J'ai fini par pouvoir me relever, affamé mais d'autre chose que de peau d'elle.
Mais on s'est quand même fait quelques câlins. Je lui ai massé le dos. Elle aimait bien mes doigts, le mouvement de mes doigts sur son dos, leur "timidité" autant que leur "douceur", je crois.
Arpenter une peau est de toutes façons, me semble-t-il, la seule chose valant pleinement la peine ici-bas, non ?
Rien d'autre ne s'est passé depuis, pourtant. C'était maintenant il y a plus de deux ans.
Je ne sais plus si tout ce que je viens de raconter peut encore exister.
Personne n'en parle à part ici.
Tes fesses.
J’aimerais dire juste tes fesses.
Voilà, tes fesses, le livre est fini.
Ça devrait être juste ça, le livre.
Tes fesses.
Car je trouve que le dire juste comme ça, par ces deux simples mots, « tes fesses », c’est ce qui sonne le mieux.
Ça me fait quelque chose au cerveau, ça me fait quelque chose au cœur, ça me fait quelque chose dans tout le corps, ça claque (sans mauvais jeu de mot) de juste dire « tes fesses ».
Tout ce qu’on pourrait ajouter serait de trop, quand bien même cela partirait d’une bonne volonté.

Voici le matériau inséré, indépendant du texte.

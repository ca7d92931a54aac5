// /forum-platform/services/upload-service/src/security_log.rs
// ===== SECURITY EVENT LOG =====

use serde::Serialize;

use crate::identity::ClientIdentity;
use crate::policy::UploadEndpoint;
use crate::validation::ErrorKind;

#[derive(Debug, Clone, Copy, PartialEq, Eq, Serialize)]
#[serde(rename_all = "SCREAMING_SNAKE_CASE")]
pub enum SecurityEventKind {
    MaliciousFileBlocked,
    OversizedUpload,
    UnsupportedUpload,
}

impl SecurityEventKind {
    pub fn for_reason(reason: ErrorKind) -> Self {
        match reason {
            ErrorKind::SizeExceeded => SecurityEventKind::OversizedUpload,
            ErrorKind::UnsupportedType => SecurityEventKind::UnsupportedUpload,
            ErrorKind::DangerousExtension
            | ErrorKind::DoubleExtension
            | ErrorKind::ExtensionMimeMismatch
            | ErrorKind::SignatureMismatch => SecurityEventKind::MaliciousFileBlocked,
        }
    }

    pub fn as_str(&self) -> &'static str {
        match self {
            SecurityEventKind::MaliciousFileBlocked => "MALICIOUS_FILE_BLOCKED",
            SecurityEventKind::OversizedUpload => "OVERSIZED_UPLOAD",
            SecurityEventKind::UnsupportedUpload => "UNSUPPORTED_UPLOAD",
        }
    }
}

/// Event penolakan upload, dicatat ke target `security`
#[derive(Debug, Clone, Serialize)]
pub struct SecurityEvent {
    pub kind: SecurityEventKind,
    pub ip: String,
    pub user_agent: String,
    pub filename: String,
    pub content_type: String,
    pub endpoint: &'static str,
    pub reason: ErrorKind,
    pub timestamp: chrono::DateTime<chrono::Utc>,
}

impl SecurityEvent {
    pub fn rejected(
        identity: &ClientIdentity,
        endpoint: UploadEndpoint,
        filename: &str,
        content_type: &str,
        reason: ErrorKind,
    ) -> Self {
        Self {
            kind: SecurityEventKind::for_reason(reason),
            ip: identity.key.to_string(),
            user_agent: identity.user_agent.clone(),
            filename: filename.to_string(),
            content_type: content_type.to_string(),
            endpoint: endpoint.name(),
            reason,
            timestamp: chrono::Utc::now(),
        }
    }

    pub fn emit(&self) {
        tracing::warn!(
            target: "security",
            event_kind = self.kind.as_str(),
            ip = %self.ip,
            user_agent = %self.user_agent,
            filename = ?self.filename,
            content_type = %self.content_type,
            endpoint = self.endpoint,
            reason = self.reason.code(),
            "Upload diblokir: {}",
            self.reason
        );
    }
}
// /forum-platform/services/upload-service/src/validation/signatures.rs
// ===== CONTENT TYPE SIGNATURE REGISTRY =====

use std::collections::{BTreeSet, HashMap};

const JPEG_MAGIC: &[u8] = &[0xFF, 0xD8, 0xFF];
const PNG_MAGIC: &[u8] = &[0x89, 0x50, 0x4E, 0x47, 0x0D, 0x0A, 0x1A, 0x0A];
const GIF87_MAGIC: &[u8] = b"GIF87a";
const GIF89_MAGIC: &[u8] = b"GIF89a";
const RIFF_MAGIC: &[u8] = b"RIFF";
const PDF_MAGIC: &[u8] = b"%PDF-";
// OLE2 compound document, dipakai .doc dan .xls lama
const OLE2_MAGIC: &[u8] = &[0xD0, 0xCF, 0x11, 0xE0, 0xA1, 0xB1, 0x1A, 0xE1];
const ZIP_MAGIC: &[u8] = b"PK\x03\x04";
const ZIP_EMPTY_MAGIC: &[u8] = b"PK\x05\x06";
const ZIP_SPANNED_MAGIC: &[u8] = b"PK\x07\x08";
// Prefix bersama RAR 4.x dan RAR 5
const RAR_MAGIC: &[u8] = b"Rar!\x1A\x07";

/// Marker tambahan di offset tetap, contoh `WEBP` di byte 8..12 untuk container RIFF
#[derive(Debug, Clone, PartialEq, Eq)]
pub struct OffsetMarker {
    pub offset: usize,
    pub bytes: Vec<u8>,
}

/// Magic bytes yang mengkonfirmasi format asli buffer
#[derive(Debug, Clone, PartialEq, Eq)]
pub struct MagicSignature {
    prefixes: Vec<Vec<u8>>,
    marker: Option<OffsetMarker>,
}

impl MagicSignature {
    pub fn prefix(bytes: &[u8]) -> Self {
        Self {
            prefixes: vec![bytes.to_vec()],
            marker: None,
        }
    }

    pub fn any_of(prefixes: &[&[u8]]) -> Self {
        Self {
            prefixes: prefixes.iter().map(|p| p.to_vec()).collect(),
            marker: None,
        }
    }

    pub fn with_marker(mut self, offset: usize, bytes: &[u8]) -> Self {
        self.marker = Some(OffsetMarker {
            offset,
            bytes: bytes.to_vec(),
        });
        self
    }

    /// Buffer harus diawali salah satu prefix dan (kalau ada) punya marker di offset-nya.
    /// Buffer yang lebih pendek dari prefix otomatis tidak match.
    pub fn matches(&self, data: &[u8]) -> bool {
        let prefix_ok = self.prefixes.iter().any(|prefix| data.starts_with(prefix));
        if !prefix_ok {
            return false;
        }

        match &self.marker {
            Some(marker) => data
                .get(marker.offset..marker.offset + marker.bytes.len())
                .is_some_and(|window| window == marker.bytes.as_slice()),
            None => true,
        }
    }
}

/// Descriptor per content type: extension utama, alias opsional, plus signature opsional.
/// `magic == None` berarti format text-based yang tidak bisa di-sniff.
/// Extension utama wajib ada, jadi descriptor tidak pernah punya set extension kosong.
#[derive(Debug, Clone)]
pub struct SignatureDescriptor {
    primary: String,
    aliases: BTreeSet<String>,
    magic: Option<MagicSignature>,
}

impl SignatureDescriptor {
    pub fn new(primary_extension: &str, magic: Option<MagicSignature>) -> Self {
        Self {
            primary: normalize_extension(primary_extension),
            aliases: BTreeSet::new(),
            magic,
        }
    }

    /// Extension tambahan yang juga sah untuk content type ini
    pub fn with_aliases(mut self, aliases: &[&str]) -> Self {
        self.aliases.extend(
            aliases
                .iter()
                .map(|alias| normalize_extension(alias))
                .filter(|alias| !alias.is_empty() && *alias != self.primary),
        );
        self
    }

    pub fn primary_extension(&self) -> &str {
        &self.primary
    }

    // Extension kosong tidak pernah sah
    pub fn allows_extension(&self, extension: &str) -> bool {
        let extension = normalize_extension(extension);
        !extension.is_empty() && (extension == self.primary || self.aliases.contains(&extension))
    }

    pub fn magic(&self) -> Option<&MagicSignature> {
        self.magic.as_ref()
    }

    pub fn extensions(&self) -> impl Iterator<Item = &str> {
        std::iter::once(self.primary.as_str()).chain(self.aliases.iter().map(String::as_str))
    }
}

fn normalize_extension(extension: &str) -> String {
    extension.trim().trim_start_matches('.').to_lowercase()
}

/// Mapping content type -> descriptor. Read-only setelah startup.
#[derive(Debug, Clone)]
pub struct SignatureRegistry {
    descriptors: HashMap<String, SignatureDescriptor>,
}

impl Default for SignatureRegistry {
    fn default() -> Self {
        let ole2 = || Some(MagicSignature::prefix(OLE2_MAGIC));
        let zip = || Some(MagicSignature::any_of(&[ZIP_MAGIC, ZIP_EMPTY_MAGIC, ZIP_SPANNED_MAGIC]));
        let rar = || Some(MagicSignature::prefix(RAR_MAGIC));

        Self::empty()
            // Images
            .register("image/jpeg", SignatureDescriptor::new("jpg", Some(MagicSignature::prefix(JPEG_MAGIC))).with_aliases(&["jpeg", "jpe"]))
            .register("image/png", SignatureDescriptor::new("png", Some(MagicSignature::prefix(PNG_MAGIC))))
            .register("image/gif", SignatureDescriptor::new("gif", Some(MagicSignature::any_of(&[GIF87_MAGIC, GIF89_MAGIC]))))
            .register(
                "image/webp",
                SignatureDescriptor::new("webp", Some(MagicSignature::prefix(RIFF_MAGIC).with_marker(8, b"WEBP"))),
            )
            .register("image/svg+xml", SignatureDescriptor::new("svg", None))
            // Documents
            .register("application/pdf", SignatureDescriptor::new("pdf", Some(MagicSignature::prefix(PDF_MAGIC))))
            .register("application/msword", SignatureDescriptor::new("doc", ole2()))
            .register("application/vnd.ms-excel", SignatureDescriptor::new("xls", ole2()))
            .register(
                "application/vnd.openxmlformats-officedocument.wordprocessingml.document",
                SignatureDescriptor::new("docx", zip()),
            )
            .register(
                "application/vnd.openxmlformats-officedocument.spreadsheetml.sheet",
                SignatureDescriptor::new("xlsx", zip()),
            )
            .register("text/plain", SignatureDescriptor::new("txt", None).with_aliases(&["text"]))
            // Archives
            .register("application/zip", SignatureDescriptor::new("zip", zip()))
            .register("application/x-zip-compressed", SignatureDescriptor::new("zip", zip()))
            .register("application/vnd.rar", SignatureDescriptor::new("rar", rar()))
            .register("application/x-rar-compressed", SignatureDescriptor::new("rar", rar()))
    }
}

impl SignatureRegistry {
    pub fn empty() -> Self {
        Self {
            descriptors: HashMap::new(),
        }
    }

    pub fn register(mut self, content_type: &str, descriptor: SignatureDescriptor) -> Self {
        self.descriptors
            .insert(normalize_content_type(content_type), descriptor);
        self
    }

    pub fn lookup(&self, content_type: &str) -> Option<&SignatureDescriptor> {
        self.descriptors.get(&normalize_content_type(content_type))
    }

    pub fn content_types(&self) -> impl Iterator<Item = &str> {
        self.descriptors.keys().map(String::as_str)
    }
}

/// Normalisasi content type: lowercase, trim, buang parameter (`; charset=utf-8`)
pub fn normalize_content_type(content_type: &str) -> String {
    content_type
        .split(';')
        .next()
        .unwrap_or("")
        .trim()
        .to_ascii_lowercase()
}

#[cfg(test)]
mod tests {
    use super::*;

    #[test]
    fn test_lookup_normalizes_content_type() {
        let registry = SignatureRegistry::default();

        assert!(registry.lookup("image/jpeg").is_some());
        assert!(registry.lookup(" IMAGE/JPEG ").is_some());
        assert!(registry.lookup("text/plain; charset=utf-8").is_some());
        assert!(registry.lookup("application/x-msdownload").is_none());
    }

    #[test]
    fn test_descriptor_extensions() {
        let registry = SignatureRegistry::default();
        let jpeg = registry.lookup("image/jpeg").unwrap();

        assert!(jpeg.allows_extension("jpg"));
        assert!(jpeg.allows_extension("JPEG"));
        assert!(!jpeg.allows_extension("png"));
        assert_eq!(jpeg.primary_extension(), "jpg");
        assert_eq!(jpeg.extensions().collect::<Vec<_>>(), vec!["jpg", "jpe", "jpeg"]);
    }

    #[test]
    fn test_text_formats_have_no_signature() {
        let registry = SignatureRegistry::default();

        assert!(registry.lookup("text/plain").unwrap().magic().is_none());
        assert!(registry.lookup("image/svg+xml").unwrap().magic().is_none());
        assert!(registry.lookup("application/pdf").unwrap().magic().is_some());
    }

    #[test]
    fn test_prefix_matching() {
        let registry = SignatureRegistry::default();
        let pdf = registry.lookup("application/pdf").unwrap().magic().unwrap();

        assert!(pdf.matches(b"%PDF-1.7\n"));
        assert!(!pdf.matches(b"%PDF"));
        assert!(!pdf.matches(b"MZ\x90\x00"));
        assert!(!pdf.matches(b""));
    }

    #[test]
    fn test_alternative_prefixes() {
        let registry = SignatureRegistry::default();
        let gif = registry.lookup("image/gif").unwrap().magic().unwrap();

        assert!(gif.matches(b"GIF87a\x01\x00"));
        assert!(gif.matches(b"GIF89a\x01\x00"));
        assert!(!gif.matches(b"GIF90a"));
    }

    #[test]
    fn test_webp_requires_marker() {
        let registry = SignatureRegistry::default();
        let webp = registry.lookup("image/webp").unwrap().magic().unwrap();

        assert!(webp.matches(b"RIFF\x24\x00\x00\x00WEBPVP8 "));
        assert!(!webp.matches(b"RIFF\x24\x00\x00\x00WAVEfmt "));
        assert!(!webp.matches(b"RIFF\x24\x00"));
    }

    #[test]
    fn test_custom_registry() {
        let registry = SignatureRegistry::empty()
            .register("Application/X-Custom", SignatureDescriptor::new("CST", Some(MagicSignature::prefix(b"CST1"))));

        let descriptor = registry.lookup("application/x-custom").unwrap();
        assert!(descriptor.allows_extension("cst"));
        assert_eq!(registry.content_types().count(), 1);
    }

    #[test]
    fn test_descriptor_always_has_an_extension() {
        let descriptor = SignatureDescriptor::new(".PDF", None).with_aliases(&["", "pdf", " Pdfa "]);

        assert_eq!(descriptor.extensions().collect::<Vec<_>>(), vec!["pdf", "pdfa"]);
        assert!(descriptor.allows_extension("PDF"));
        assert!(!descriptor.allows_extension(""));

        // Extension utama kosong tetap tidak membuka celah untuk nama tanpa extension
        let blank = SignatureDescriptor::new("  ", None);
        assert_eq!(blank.extensions().count(), 1);
        assert!(!blank.allows_extension(""));
    }
}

« Tes fesses sont, gnagnagna », non, pas envie de lire ça, « je souhaite que tes fesses, blablabla, j’apprécie tes fesses », non, qui peut avoir envie d’écrire ça ? Tout de suite, quand on rajoute des mots, ça sonne faux.
Quand on rajoute des mots à tes fesses. À « tes fesses », point.
Juste tes fesses.
Juste dire tes fesses.
Tes fesses.
Pourrait-on s’aventurer dans une description ?

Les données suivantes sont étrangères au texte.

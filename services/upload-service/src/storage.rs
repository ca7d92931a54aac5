// /forum-platform/services/upload-service/src/storage.rs
// ===== STORAGE WRITER =====

use std::path::{Path, PathBuf};

use rand::Rng;
use sha2::{Digest, Sha256};
use tokio::fs;
use tokio::io::AsyncWriteExt;
use uuid::Uuid;

use crate::error::{AppError, AppResult};
use crate::validation::sanitizer::FALLBACK_NAME;

/// Prefix URL publik untuk file yang disimpan
pub const PUBLIC_PREFIX: &str = "/storage";

// Panjang maksimal stem di nama file storage
const MAX_STEM_LENGTH: usize = 64;
const SUFFIX_CHARS: &[u8] = b"abcdefghijklmnopqrstuvwxyz0123456789";

/// Hasil penyimpanan file
#[derive(Debug, Clone)]
pub struct StoredObject {
    pub public_path: String,
    pub stored_name: String,
    pub sha256: String,
    pub size_bytes: u64,
}

/// Writer ke local filesystem dengan atomic rename dari temp directory
#[derive(Debug, Clone)]
pub struct FileStorage {
    upload_dir: PathBuf,
    temp_dir: PathBuf,
}

impl FileStorage {
    // Initialize storage dengan secure directories per kategori
    pub fn new(upload_dir: impl Into<PathBuf>, categories: &[&str]) -> AppResult<Self> {
        let upload_dir = upload_dir.into();
        let temp_dir = upload_dir.join("temp");

        create_secure_directory(&upload_dir)?;
        create_secure_directory(&temp_dir)?;
        for category in categories {
            create_secure_directory(&upload_dir.join(category))?;
        }

        Ok(Self { upload_dir, temp_dir })
    }

    pub fn upload_dir(&self) -> &Path {
        &self.upload_dir
    }

    /// Simpan bytes yang sudah lolos validasi, return path publik.
    /// Kalau gagal di langkah manapun, tidak ada file yang tersisa di temp maupun kategori.
    pub async fn store(
        &self,
        category: &str,
        sanitized_name: &str,
        extension: &str,
        data: &[u8],
    ) -> AppResult<StoredObject> {
        let stored_name = storage_file_name(sanitized_name, extension);
        let temp_path = self.temp_dir.join(format!("{}.tmp", stored_name));
        let final_path = self.upload_dir.join(category).join(&stored_name);

        if let Err(e) = stage_file(&temp_path, data).await {
            discard_file(&temp_path).await;
            return Err(e);
        }

        // Rename adalah satu-satunya langkah yang membuat file terlihat di /storage
        if let Err(e) = fs::rename(&temp_path, &final_path).await {
            discard_file(&temp_path).await;
            return Err(AppError::Storage(format!("Gagal memindahkan file: {}", e)));
        }

        let sha256 = file_digest(data);

        tracing::info!(
            "Integritas file: path={}, hash={}, size={}",
            final_path.display(),
            sha256,
            data.len()
        );

        Ok(StoredObject {
            public_path: format!("{}/{}/{}", PUBLIC_PREFIX, category, stored_name),
            stored_name,
            sha256,
            size_bytes: data.len() as u64,
        })
    }
}

// Tulis ke temp directory dan set permission sebelum file dipindah ke kategori
async fn stage_file(temp_path: &Path, data: &[u8]) -> AppResult<()> {
    let mut file = fs::File::create(temp_path)
        .await
        .map_err(|e| AppError::Storage(format!("Gagal membuat file sementara: {}", e)))?;

    file.write_all(data)
        .await
        .map_err(|e| AppError::Storage(format!("Gagal menulis file: {}", e)))?;

    file.flush()
        .await
        .map_err(|e| AppError::Storage(format!("Gagal flush file: {}", e)))?;

    file.sync_all()
        .await
        .map_err(|e| AppError::Storage(format!("Gagal sync file: {}", e)))?;
    drop(file);

    set_secure_permissions(temp_path).await
}

async fn discard_file(path: &Path) {
    if let Err(e) = fs::remove_file(path).await {
        if e.kind() != std::io::ErrorKind::NotFound {
            tracing::warn!("Gagal menghapus file sementara {}: {}", path.display(), e);
        }
    }
}

/// Nama file di disk: `{timestamp}_{uuid}_{random}_{stem}.{extension}`.
/// Stem diambil dari nama hasil sanitasi tanpa extension terakhir.
pub fn storage_file_name(sanitized_name: &str, extension: &str) -> String {
    let stem = sanitized_name
        .rsplit_once('.')
        .map(|(stem, _)| stem)
        .unwrap_or(sanitized_name);

    let stem: String = stem
        .trim_matches(|c| c == '.' || c == '_' || c == '-')
        .chars()
        .take(MAX_STEM_LENGTH)
        .collect();
    let stem = if stem.is_empty() { FALLBACK_NAME.to_string() } else { stem };

    let mut rng = rand::rng();
    let random_suffix: String = (0..8)
        .map(|_| SUFFIX_CHARS[rng.random_range(0..SUFFIX_CHARS.len())] as char)
        .collect();

    format!(
        "{}_{}_{}_{}.{}",
        chrono::Utc::now().timestamp_millis(),
        Uuid::new_v4().simple(),
        random_suffix,
        stem,
        extension.to_lowercase()
    )
}

/// SHA-256 hex digest untuk integrity check
pub fn file_digest(data: &[u8]) -> String {
    let mut hasher = Sha256::new();
    hasher.update(data);
    hex::encode(hasher.finalize())
}

// Create secure directories dengan proper permissions
fn create_secure_directory(path: &Path) -> AppResult<()> {
    if !path.exists() {
        std::fs::create_dir_all(path)
            .map_err(|e| AppError::Storage(format!("Gagal membuat direktori {}: {}", path.display(), e)))?;

        #[cfg(unix)]
        {
            use std::os::unix::fs::PermissionsExt;
            let mut perms = std::fs::metadata(path)?.permissions();
            perms.set_mode(0o755);
            std::fs::set_permissions(path, perms)?;
        }
    }

    Ok(())
}

// Set secure file permissions (read-write owner, read-only others)
async fn set_secure_permissions(file_path: &Path) -> AppResult<()> {
    #[cfg(unix)]
    {
        use std::os::unix::fs::PermissionsExt;
        let mut perms = fs::metadata(file_path)
            .await
            .map_err(|e| AppError::Storage(format!("Gagal mendapatkan permission file: {}", e)))?
            .permissions();

        perms.set_mode(0o644);
        fs::set_permissions(file_path, perms)
            .await
            .map_err(|e| AppError::Storage(format!("Gagal set permission file: {}", e)))?;
    }

    #[cfg(not(unix))]
    let _ = file_path;

    Ok(())
}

Hé bien non, pas davantage, car il n’est pas question ici de faire comprendre quoi que ce soit à qui que ce soit, simplement de faire saisir la secousse émotionnelle et sensitive que l’on perçoit parfaitement par le simple syntagme « tes fesses », sans prédicat.
Je suis sûr que tout le monde saisit tout ce que ça implique rien qu’en prononçant tout haut, ou en chuchotant tout bas, « tes fesses ».
Allez-y : « tes fesses ».
« Tes fesses »…
…
Voilà, je suis sûr que vous avez compris, il n’y a rien besoin d’autre, tout est dit.
Si je me mettais à imaginer des détails, à plaquer des attributs, même prétendant s’approcher d’un certain « réel », ça casserait tout.
Rien que le mot « réel » ne va pas, ne peut pas aller avec « tes fesses ».
Car c’est juste tes fesses. « Elles » n’ont rien à prouver à la réalité, « elles » sont là et… point, elles sont là. Tes fesses. Même lorsque je ne parle d’aucune en particulier – en fait c’est comme vous voulez ; vous verrez que ce livre est surtout pour vous, moi je ne voudrais pas l’écrire, du moins rien écrire d’autre que « tes fesses ».
Je le dis encore : tes fesses.
Je ne me lasserai jamais de le dire : tes fesses.
On pourra bien me demander des précisions quant à…, je répondrai juste « tes fesses » car ça veut tout dire, on dit tout, en disant ça.
Tes fesses.
Répétez encore au cas où vous ne compreniez pas le choc que ça peut vous faire dès que vous y pensez vraiment, que vous faites glisser lentement les phonèmes sur vos lèvres (simplement les phonèmes, pour l’instant) : « tes fesses ».
Le livre devrait déjà s’être arrêté depuis longtemps.
Dites-moi si je suis le seul à être à ce point troublé par simplement « tes fesses ».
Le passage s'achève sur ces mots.